Napisanie 3 zdaniem nie jest meczące.
Męczący (Ciebie zresztą ) jest Twój dylemat.
Mogę zrozumieć np Monikę, która miesiącami zastanawia się czy odejść od męża czy nie.
Nie rozumiem jednak dorosłego faceta, który przez wiele dni zastanawia się czy upomnieć swoją była kochankę czy nie.
Czy nie masz w życiu większych zmartwień?
Zajmij się sobą, żoną, dziecmi (o ile masz) i będzie z tego jakiś pożytek.

Anonymous - 2014-07-25, 13:54

Macko, zadałeś pytanie :
- czy upomnieć grzeszników ?

a czy nie lepiej, bardziej skutecznie dać im swoje świadectwo ?
Świadectwo swojej zmiany, świadectwo odnalezionego szczęścia, sensu życia ?

Co chcesz osiągnąć tym upominaniem ?

Twój przypadek podobny jest sytuacji alkoholika na wczesnym etapie trzeźwienia, który swoim niedawnym kompanom chce zakazać picia.
Myślisz że których go posłucha ?
Myślisz że będzie wiarygodny ?

Zresztą, chyba sam to wyczuwasz, że taka Twoja postawa, może być odczytywana jako pies ogrodnika :-D

Anonymous - 2014-07-25, 13:58

grzegorz_ napisał/a:

Nie rozumiem jednak dorosłego faceta, który przez wiele dni zastanawia się czy upomnieć swoją była kochankę czy nie.

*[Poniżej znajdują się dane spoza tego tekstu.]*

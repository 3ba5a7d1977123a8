use business::domain::errors::RepositoryError;
use sqlx::{PgPool, postgres::PgPoolOptions};
use std::{path::Path, time::Duration};
use thiserror::Error;

#[derive(Error, Debug)]
pub enum DatabaseError {
    #[error("database.connection_error")]
    ConnectionError,
    #[error("database.migration_error")]
    MigrationError,
}

/// Configuration for the database connection
#[derive(Debug, Clone)]
pub struct DatabaseConfig {
    pub connection_string: String,
    pub max_connections: u32,
    pub acquire_timeout: Duration,
}

impl DatabaseConfig {
    /// Creates a new database configuration with default values
    pub fn new(connection_string: String) -> Self {
        Self {
            connection_string,
            max_connections: 5,
            acquire_timeout: Duration::from_secs(30),
        }
    }

    pub fn with_max_connections(mut self, max_connections: u32) -> Self {
        self.max_connections = max_connections.max(1);
        self
    }
}

/// Creates a PostgreSQL connection pool
pub async fn create_postgres_pool(config: &DatabaseConfig) -> Result<PgPool, DatabaseError> {
    let pool = PgPoolOptions::new()
        .max_connections(config.max_connections)
        .acquire_timeout(config.acquire_timeout)
        .connect(&config.connection_string)
        .await
        .map_err(|e| {
            tracing::error!(error = %e, "failed to connect to postgres");
            DatabaseError::ConnectionError
        })?;

    Ok(pool)
}

/// Runs database migrations from the specified directory
pub async fn run_migrations(pool: &PgPool, migrations_path: &str) -> Result<(), DatabaseError> {
    let path = Path::new(migrations_path);

    if !path.exists() {
        return Err(DatabaseError::MigrationError);
    }

    sqlx::migrate::Migrator::new(path)
        .await
        .map_err(|_| DatabaseError::MigrationError)?
        .run(pool)
        .await
        .map_err(|e| {
            tracing::error!(error = %e, "migration run failed");
            DatabaseError::MigrationError
        })
}

/// Domain ids are unsigned; rows use BIGINT. An id that does not fit cannot exist.
pub(crate) fn to_db_id(id: u64) -> Result<i64, RepositoryError> {
    i64::try_from(id).map_err(|_| RepositoryError::NotFound)
}
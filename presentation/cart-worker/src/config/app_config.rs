use messaging::options::QueueOptions;

use super::cache_config::CacheConfig;
use super::database_config::DatabaseSettings;
use super::queue_config::queue_options_from_env;
use super::worker_config::WorkerConfig;

pub struct AppConfig {
    pub database: DatabaseSettings,
    pub cache: CacheConfig,
    pub queue: QueueOptions,
    pub worker: WorkerConfig,
}

impl AppConfig {
    pub fn from_env() -> anyhow::Result<Self> {
        Ok(Self {
            database: DatabaseSettings::from_env()?,
            cache: CacheConfig::from_env()?,
            queue: queue_options_from_env()?,
            worker: WorkerConfig::from_env()?,
        })
    }
}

Dalej nie na temat. Napisałem już dosyć wyraźnie, że tego pomysłu już nie ma.
Nie zastanawiam się nad tym.
Zresztą, do niej zwrócić się nigdy nie planowałem/nie mogłem.
O tym, że inny problem "mojej ex" nie jest niestety całkowicie usunięty z mojej głowy boleśnie przekonał mnie Twój post. Cóż, wznawiam pracę kilka kroków dalej od celu niż byłem.


Chodzi jeszcze po głowie drugi przypadek (z rodziny), ale też nic pewnie nie zrobię.

W obu przypadkach czuję się umiarkowanie, z przewagą na źle.